Local Drug Delivery Systems in Periodontics
Local drug delivery systems place an antimicrobial or other therapeutic agent directly into the periodontal pocket, where a controlled-release vehicle maintains the drug above effective concentrations at the target site. The approach is used as an adjunct to mechanical instrumentation, aiming to suppress residual pathogens while avoiding the systemic exposure of oral antibiotics.
Definition
Local drug delivery in periodontics is the subgingival placement of a controlled- or sustained-release formulation that maintains therapeutic concentrations of an antimicrobial or other agent within the periodontal pocket as an adjunct to mechanical debridement.
Scope
The entry covers the rationale for site-specific delivery, the controlled-release vehicles used (fibers, gels, chips, microspheres), the principal agents, and the modest and site-limited benefit reported as an adjunct to instrumentation. It treats local delivery conceptually and does not provide product- or dose-specific instructions.
Key concepts
- Site-specific (intra-pocket) delivery
- Controlled and sustained release
- Delivery vehicles: fibers, gels, chips, microspheres
- Adjunct to subgingival instrumentation
- Reduced systemic exposure versus oral antibiotics
- Residual or non-responding pocket
- Substantivity at the target site
Mechanisms
After mechanical debridement, residual bacteria may persist in deep or anatomically complex sites. A local delivery system releases its agent over time within the pocket, keeping drug concentrations high where they are needed while limiting systemic distribution; this can further suppress the subgingival microbiota and support inflammation resolution at the treated site. Because the effect is confined to the pocket where the device is placed, the benefit is site-specific rather than mouth-wide (Goodson 1979; Tan 2020).
Clinical relevance
Local delivery is positioned as a selective adjunct for residual or non-responding sites rather than a routine addition, and understanding its modest, localised benefit supports critical appraisal of adjunctive periodontal evidence. This entry is descriptive and educational, not a recommendation or dosing guide for any agent.
Evidence & guidelines
Network meta-analysis of single-application local delivery agents reports small additional improvements in probing depth and attachment when added to nonsurgical therapy, varying by agent and vehicle (Tan 2020). Guidelines treat locally delivered antimicrobials as an optional adjunct that may be considered for specific non-responding sites rather than as a standard component of care (Sanz 2020).
History
The concept was pioneered by Goodson and colleagues in 1979, who demonstrated that tetracycline could be delivered locally into the pocket via a sustained-release device, founding the field of controlled intra-pocket chemotherapy. Subsequent decades produced a range of fibers, gels, chips, and microsphere formulations, whose adjunctive value has since been quantified in systematic and network meta-analyses (Tan 2020).
Debates
- Is the adjunctive benefit clinically meaningful?

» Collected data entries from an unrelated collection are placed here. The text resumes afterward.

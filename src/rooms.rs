use std::collections::BTreeMap;

use indexmap::IndexMap;
use log::{debug, info, trace, warn};

use crate::config::MapperConfig;
use crate::objects::ObjectTable;
use crate::story::StoryImage;
use crate::text;

/// Result of room identification
#[derive(Debug, Clone, Default, PartialEq)]
pub struct IdentifiedRooms {
    /// Room object number -> short name, ascending
    pub rooms: BTreeMap<u16, String>,
    /// The most common parent of room-like objects, if any were seen
    pub container: Option<u16>,
    /// Whether the numeric-range scan had to run
    pub used_fallback: bool,
}

impl IdentifiedRooms {
    pub fn contains(&self, obj_num: u16) -> bool {
        self.rooms.contains_key(&obj_num)
    }

    pub fn len(&self) -> usize {
        self.rooms.len()
    }

    pub fn is_empty(&self) -> bool {
        self.rooms.is_empty()
    }

    /// Lowest room number; objects below it are items and scenery
    pub fn lowest(&self) -> Option<u16> {
        self.rooms.keys().next().copied()
    }
}

/// Short name of an object when it decodes and looks like real text
fn valid_name(table: &ObjectTable, obj_num: u16, config: &MapperConfig) -> Option<String> {
    match table.object_name(obj_num) {
        Ok(name) if text::is_valid_name(&name, config.name_validity_threshold) => Some(name),
        Ok(name) => {
            debug!("Object {} has an unusable name {:?}", obj_num, name);
            None
        }
        Err(e) => {
            debug!("Object {}: {}", obj_num, e);
            None
        }
    }
}

/// Work out which objects are locations.
///
/// Rooms share a parent (the rooms container) and carry more properties than
/// ordinary objects, so the parent most common among property-rich objects is
/// taken as the container. When that finds too few rooms, objects from a
/// conventional starting number onwards are taken instead.
pub fn identify_rooms(image: &StoryImage, config: &MapperConfig) -> IdentifiedRooms {
    let table = ObjectTable::new(image);
    let limit = config.scan_limit(table.encoding());
    let scan_end = limit.min(config.max_scan_object).min(table.count());
    let mut found = IdentifiedRooms::default();

    // Phase 1: tally the parents of room-like objects
    let mut parent_counts: IndexMap<u16, usize> = IndexMap::new();
    for obj_num in 1..=scan_end {
        let Ok(obj) = table.object(obj_num) else {
            continue;
        };
        if valid_name(&table, obj_num, config).is_none() {
            continue;
        }
        let prop_count = table.properties(obj_num).len();
        if prop_count > config.candidate_min_properties {
            trace!(
                "Room candidate {} (parent {}, {} properties)",
                obj_num, obj.parent, prop_count
            );
            *parent_counts.entry(obj.parent).or_insert(0) += 1;
        }
    }

    // Ties go to the parent seen first
    let mut best: Option<(u16, usize)> = None;
    for (&parent, &count) in &parent_counts {
        if best.map_or(true, |(_, best_count)| count > best_count) {
            best = Some((parent, count));
        }
    }
    found.container = best.map(|(parent, _)| parent);

    // Phase 2: every readable child of the container is a room
    if let Some(container) = found.container {
        debug!(
            "Rooms container is object {} ({} candidates)",
            container,
            parent_counts.get(&container).copied().unwrap_or(0)
        );
        for obj_num in 1..=scan_end {
            let Ok(obj) = table.object(obj_num) else {
                continue;
            };
            if obj.parent != container {
                continue;
            }
            if let Some(name) = valid_name(&table, obj_num, config) {
                found.rooms.insert(obj_num, name);
            }
        }
    } else {
        debug!(
            "No room candidates with more than {} properties",
            config.candidate_min_properties
        );
    }

    // Phase 3: numeric-range fallback
    if found.rooms.len() < config.min_rooms_before_fallback {
        found.used_fallback = true;
        let fallback_end = config.fallback_end.min(limit);
        debug!(
            "Only {} clustered rooms, scanning objects {}..{}",
            found.rooms.len(),
            config.fallback_start,
            fallback_end
        );
        for obj_num in config.fallback_start..fallback_end {
            if found.rooms.contains_key(&obj_num) {
                continue;
            }
            if table.object(obj_num).is_err() {
                break;
            }
            if let Some(name) = valid_name(&table, obj_num, config) {
                found.rooms.insert(obj_num, name);
            }
        }
    }

    if found.rooms.is_empty() {
        warn!("No rooms identified");
    } else {
        info!(
            "Identified {} rooms (container {:?}, fallback {})",
            found.rooms.len(),
            found.container,
            found.used_fallback
        );
    }
    found
}

#[cfg(test)]
mod tests {
    use super::*;
    use crate::builder::{ObjectSpec, StoryBuilder};
    use test_log::test;

    const ROOM_NAMES: [&str; 12] = [
        "West of House",
        "North of House",
        "South of House",
        "Behind House",
        "Kitchen",
        "Attic",
        "Living Room",
        "Cellar",
        "Troll Room",
        "East-West Passage",
        "Round Room",
        "Maze",
    ];

    fn room_spec(name: &str, container: u16) -> ObjectSpec {
        ObjectSpec::new(name)
            .parent(container)
            .property(11, &[0x00, 0x10])
            .property(12, &[0x00])
            .property(14, &[0x22])
            .property(17, &[0x00, 0x20])
    }

    /// Object 1 is the container, 2..=13 rooms, then a few items
    fn clustered_builder() -> StoryBuilder {
        let mut builder = StoryBuilder::new(3);
        let container = builder.add_object(ObjectSpec::new("Rooms"));
        for name in ROOM_NAMES {
            builder.add_object(room_spec(name, container));
        }
        builder.add_object(
            ObjectSpec::new("brass lantern")
                .parent(6)
                .property(5, &[0x05]),
        );
        builder.add_object(
            ObjectSpec::new("globals")
                .property(1, &[0])
                .property(2, &[0])
                .property(3, &[0])
                .property(4, &[0]),
        );
        builder
    }

    #[test]
    fn test_clustered_rooms() {
        let image = clustered_builder().build_image().unwrap();
        let found = identify_rooms(&image, &MapperConfig::default());
        assert_eq!(found.container, Some(1));
        assert!(!found.used_fallback);
        assert_eq!(found.len(), ROOM_NAMES.len());
        assert_eq!(found.rooms.get(&6).map(String::as_str), Some("Kitchen"));
        assert!(!found.contains(1));
        assert!(!found.contains(14));
        assert_eq!(found.lowest(), Some(2));
    }

    #[test]
    fn test_identification_is_idempotent() {
        let image = clustered_builder().build_image().unwrap();
        let config = MapperConfig::default();
        let first = identify_rooms(&image, &config);
        assert_eq!(first, identify_rooms(&image, &config));
    }

    #[test]
    fn test_low_property_children_join_container() {
        let mut builder = clustered_builder();
        // Sparse room: only one property, still a child of the container
        builder.add_object(ObjectSpec::new("Dark Place").parent(1).property(11, &[0]));
        let image = builder.build_image().unwrap();
        let found = identify_rooms(&image, &MapperConfig::default());
        assert!(found.contains(16));
    }

    #[test]
    fn test_garbled_names_excluded() {
        let mut builder = clustered_builder();
        builder.add_object(room_spec("ab#/(", 1));
        let image = builder.build_image().unwrap();
        let found = identify_rooms(&image, &MapperConfig::default());
        assert!(!found.contains(16));
        assert_eq!(found.len(), ROOM_NAMES.len());
    }

    #[test]
    fn test_tie_goes_to_first_parent() {
        let mut builder = StoryBuilder::new(3);
        builder.add_object(ObjectSpec::new("first"));
        builder.add_object(ObjectSpec::new("second"));
        builder.add_object(room_spec("Hall", 2));
        builder.add_object(room_spec("Study", 1));
        let image = builder.build_image().unwrap();
        let found = identify_rooms(&image, &MapperConfig::default());
        assert_eq!(found.container, Some(2));
        assert!(found.used_fallback);
        assert_eq!(found.rooms.keys().copied().collect::<Vec<_>>(), vec![3]);
    }

    #[test]
    fn test_fallback_scans_from_conventional_offset() {
        let mut builder = StoryBuilder::new(3);
        builder.fill_objects_to(141);
        let lamp = ObjectSpec::new("lamp").parent(142);
        builder.set_object(5, lamp).unwrap();
        builder.add_object(ObjectSpec::new("Kitchen"));
        builder.add_object(ObjectSpec::new("Cellar"));
        builder.add_object(ObjectSpec::new("%$#@!&*"));
        builder.add_object(ObjectSpec::new("Attic"));
        let image = builder.build_image().unwrap();
        let found = identify_rooms(&image, &MapperConfig::default());
        assert_eq!(found.container, None);
        assert!(found.used_fallback);
        assert_eq!(
            found.rooms.keys().copied().collect::<Vec<_>>(),
            vec![142, 143, 145]
        );
    }

    #[test]
    fn test_fallback_respects_config() {
        let mut builder = StoryBuilder::new(3);
        builder.fill_objects_to(20);
        let image = builder.build_image().unwrap();
        let config = MapperConfig {
            fallback_start: 10,
            fallback_end: 13,
            ..MapperConfig::default()
        };
        let found = identify_rooms(&image, &config);
        assert_eq!(
            found.rooms.keys().copied().collect::<Vec<_>>(),
            vec![10, 11, 12]
        );
        assert_eq!(found.rooms.get(&10).map(String::as_str), Some("thing 10"));
    }

    #[test]
    fn test_fallback_reaches_past_255_in_v5() {
        let mut builder = StoryBuilder::new(5);
        builder.fill_objects_to(141);
        for id in 142..=270 {
            builder.add_object(ObjectSpec::new(&format!("Room {}", id)));
        }
        let image = builder.build_image().unwrap();
        let found = identify_rooms(&image, &MapperConfig::default());
        assert_eq!(found.container, None);
        assert!(found.used_fallback);
        assert_eq!(found.len(), 129);
        assert_eq!(found.rooms.keys().last(), Some(&270));
        assert_eq!(found.rooms.get(&256).map(String::as_str), Some("Room 256"));
    }

    #[test]
    fn test_fallback_stops_at_v3_limit() {
        let mut builder = StoryBuilder::new(3);
        builder.fill_objects_to(255);
        let image = builder.build_image().unwrap();
        let found = identify_rooms(&image, &MapperConfig::default());
        assert_eq!(found.lowest(), Some(142));
        assert_eq!(found.rooms.keys().last(), Some(&254));
    }

    #[test]
    fn test_empty_object_table() {
        let image = StoryBuilder::new(3).build_image().unwrap();
        let found = identify_rooms(&image, &MapperConfig::default());
        assert!(found.is_empty());
        assert_eq!(found.container, None);
    }
}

- Meta-analyses show statistically detectable but small additional pocket-depth reductions from local delivery over instrumentation alone, and whether this translates into a worthwhile clinical advantage-and for which sites-remains contested.
Key figures
- J. Max Goodson
- Sigmund Socransky
- Connie Drisko
Related topics
Seminal works
- goodson-1979
- tan-2020
Frequently asked questions
- How does local drug delivery differ from systemic antibiotics in periodontics?
- Local delivery places the agent directly into a specific pocket via a controlled-release vehicle, acting at that site with little systemic exposure, whereas systemic antibiotics are taken orally and act throughout the mouth and body. Local delivery is therefore site-specific, and systemic therapy is whole-mouth.
- Does adding a local delivery agent improve nonsurgical treatment?
- Meta-analyses report a small additional reduction in pocket depth at treated sites, but the effect is modest and localized. Guidelines treat it as an optional adjunct for selected non-responding sites rather than routine care; this entry is educational and not a recommendation.